Stade Rennais : une plantation d’arbres sauvage contre l’extension du centre d’entraînement

Des associations opposées au projet d’agrandissement du centre d’entraînement du club aux dépens d’une zone naturelle comptent y planter ce dimanche 300 arbres sans autorisation.

 Le Stade Rennais (ici face à Lille le 24 janvier) à Rennes souhaite agrandir son centre d’entraînement dans le secteur de La Prévalaye.
Le Stade Rennais (ici face à Lille le 24 janvier) à Rennes souhaite agrandir son centre d’entraînement dans le secteur de La Prévalaye. REUTERS/Stéphane Mahe

Pour aller au combat, ils ne sont armés que de bêches. Une centaine de citoyens devaient participer ce dimanche 31 janvier dans l'après-midi à Rennes (Ille-et-Vilaine) à l'opération « Plantation rébellion » à l'appel de huit associations écologistes dont Extinction Rébellion, Attac, la Nature en ville ou Alternatiba ANV-COP21.

Après avoir lancé il y a quelques semaines une pétition, ils planteront 300 arbres de différentes essences sur une parcelle agricole menacée par l'extension du centre d'entraînement du Stade Rennais. A l'étroit sur ses 12 ha, ce dernier aimerait en grignoter d'autres dans le secteur de La Prévalaye, une zone semi-naturelle au cœur de la ville, présentée comme l'un des poumons verts de la capitale bretonne.

Le refus de la bétonisation et du «foot business»

Ce projet d'agrandissement sera officiellement présenté le 2 février au comité de gestion de La Prévalaye, qui regroupe des élus et des représentants du club et des associations.
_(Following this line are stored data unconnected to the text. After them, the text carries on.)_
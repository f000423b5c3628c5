//! Configuration loading

use std::path::{Path, PathBuf};

use tracing::{debug, info, warn};

use crate::error::ConfigError;

use super::defaults::config_file_names;
use super::types::Config;
use super::validation::validate_config;

/// Load configuration from a file
pub fn load_config(path: &Path) -> Result<Config, ConfigError> {
    let format = if path.extension().is_some_and(|e| e == "toml") {
        "TOML"
    } else {
        "YAML"
    };
    info!(path = %path.display(), format, "loading config");

    let content = std::fs::read_to_string(path)?;

    let config: Config = if format == "TOML" {
        toml::from_str(&content)?
    } else {
        serde_yaml::from_str(&content)?
    };

    validate_config(&config)?;
    debug!(path = %path.display(), "config loaded and validated");
    Ok(config)
}

/// Find the configuration file for the checkout containing `start_dir`.
///
/// Each directory from `start_dir` upwards is searched, its `.github/`
/// subdirectory right after it. The walk ends at the first directory holding
/// `.git`, so a file above the work tree root is never picked up.
pub fn find_config(start_dir: &Path) -> Option<PathBuf> {
    debug!(start_dir = %start_dir.display(), "searching for config file");

    for dir in start_dir.ancestors() {
        let candidates = [dir.to_path_buf(), dir.join(".github")];
        let found = candidates
            .iter()
            .flat_map(|base| config_file_names().into_iter().map(move |name| base.join(name)))
            .find(|path| path.is_file());

        if let Some(path) = found {
            info!(path = %path.display(), "found config file");
            return Some(path);
        }
        if dir.join(".git").exists() {
            debug!(root = %dir.display(), "reached work tree root");
            break;
        }
    }

    debug!("no config file found");
    None
}

/// Load configuration from directory (searching parent directories)
pub fn load_config_from_dir(dir: &Path) -> Result<(Config, PathBuf), ConfigError> {
    let config_path = find_config(dir).ok_or_else(|| ConfigError::NotFound(dir.to_path_buf()))?;

    let config = load_config(&config_path)?;
    Ok((config, config_path))
}

/// Load configuration, falling back to defaults when no file exists.
///
/// A config file that exists but fails to parse or validate is an error.
pub fn load_config_or_default(dir: &Path) -> Result<(Config, Option<PathBuf>), ConfigError> {
    match load_config_from_dir(dir) {
        Ok((config, path)) => Ok((config, Some(path))),
        Err(ConfigError::NotFound(_)) => {
            warn!(dir = %dir.display(), "no config found, using defaults");
            Ok((Config::default(), None))
        }
        Err(e) => Err(e),
    }
}

#[cfg(test)]
mod tests {
    use super::*;
    use tempfile::TempDir;

    #[test]
    fn test_find_config_toml() {
        let temp = TempDir::new().unwrap();
        let config_path = temp.path().join("prlog.toml");
        std::fs::write(&config_path, "sloppy = true").unwrap();

        let found = find_config(temp.path());
        assert_eq!(found, Some(config_path));
    }

    #[test]
    fn test_find_config_prefers_toml_over_yaml() {
        let temp = TempDir::new().unwrap();
        let toml_path = temp.path().join("prlog.toml");
        let yaml_path = temp.path().join("prlog.yaml");
        std::fs::write(&toml_path, "sloppy = true").unwrap();
        std::fs::write(&yaml_path, "sloppy: false").unwrap();

        let found = find_config(temp.path()).unwrap();
        assert_eq!(found, toml_path);
    }

    #[test]
    fn test_find_config_in_github_dir() {
        let temp = TempDir::new().unwrap();
        let github_dir = temp.path().join(".github");
        std::fs::create_dir_all(&github_dir).unwrap();
        let config_path = github_dir.join("prlog.yaml");
        std::fs::write(&config_path, "sloppy: true").unwrap();

        let found = find_config(temp.path());
        assert_eq!(found, Some(config_path));
    }

    #[test]
    fn test_find_config_from_subdirectory() {
        let temp = TempDir::new().unwrap();
        let config_path = temp.path().join(".prlog.toml");
        std::fs::write(&config_path, "sloppy = true").unwrap();
        let nested = temp.path().join("crates").join("tool");
        std::fs::create_dir_all(&nested).unwrap();

        assert_eq!(find_config(&nested), Some(config_path));
    }

    #[test]
    fn test_find_config_stops_at_work_tree_root() {
        let temp = TempDir::new().unwrap();
        std::fs::write(temp.path().join("prlog.toml"), "sloppy = true").unwrap();
        let checkout = temp.path().join("checkout");
        std::fs::create_dir_all(checkout.join(".git")).unwrap();
        let nested = checkout.join("src");
        std::fs::create_dir_all(&nested).unwrap();

        assert_eq!(find_config(&nested), None);
    }

    #[test]
    fn test_load_config_toml() {
        let temp = TempDir::new().unwrap();
        let config_path = temp.path().join("prlog.toml");
        std::fs::write(
            &config_path,
            r#"
[changelog]
date_format = "%Y-%m-%d"
valid_labels = ["bug", { label = "feature", name = "New Features" }]
pr_title_matcher = [{ regexp = "^docs", label = "Documentation" }]
group_by_matchers = false

[git]
branch = "master"
"#,
        )
        .unwrap();

        let config = load_config(&config_path).unwrap();
        assert_eq!(config.changelog.date_format(), "%Y-%m-%d");
        assert_eq!(config.changelog.valid_labels.unwrap().len(), 2);
        assert!(!config.changelog.group_by_matchers);
        assert!(config.changelog.group_by_labels);
        assert_eq!(config.git.branch, "master");
        assert_eq!(config.git.remote, "origin");
    }

    #[test]
    fn test_load_config_yaml() {
        let temp = TempDir::new().unwrap();
        let config_path = temp.path().join("prlog.yaml");
        std::fs::write(
            &config_path,
            "changelog:\n  include_pr_body: true\n  exclude_prs: [3, 4]\ngithub:\n  concurrency: 2\n",
        )
        .unwrap();

        let config = load_config(&config_path).unwrap();
        assert!(config.changelog.include_pr_body);
        assert_eq!(config.changelog.exclude_prs, vec![3, 4]);
        assert_eq!(config.github.concurrency, 2);
    }

    #[test]
    fn test_invalid_config_is_an_error() {
        let temp = TempDir::new().unwrap();
        std::fs::write(
            temp.path().join("prlog.toml"),
            "[changelog]\npr_title_matcher = [\"(unclosed\"]\n",
        )
        .unwrap();

        assert!(load_config_or_default(temp.path()).is_err());
    }
}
Les opposants dénoncent les « appétits du foot business » et refusent la bétonisation et l'artificialisation de ces terres fertiles.

Ils pointent aussi du doigt le rôle joué par la municipalité. « Rennes métropole abîme nos paysages, dézingue notre biodiversité, met en danger la résilience de notre territoire. Les parcelles qui devaient être dévolues à de nouveaux projets agricoles ont été gelées à cause du Stade Rennais », affirme David Poisot, porte-parole du collectif de sauvegarde de La Prévalaye.

Selon ce dernier, l'extension ne correspond à aucun besoin identifié. Il considère donc la plantation sauvage comme un « acte citoyen et politique assumé ».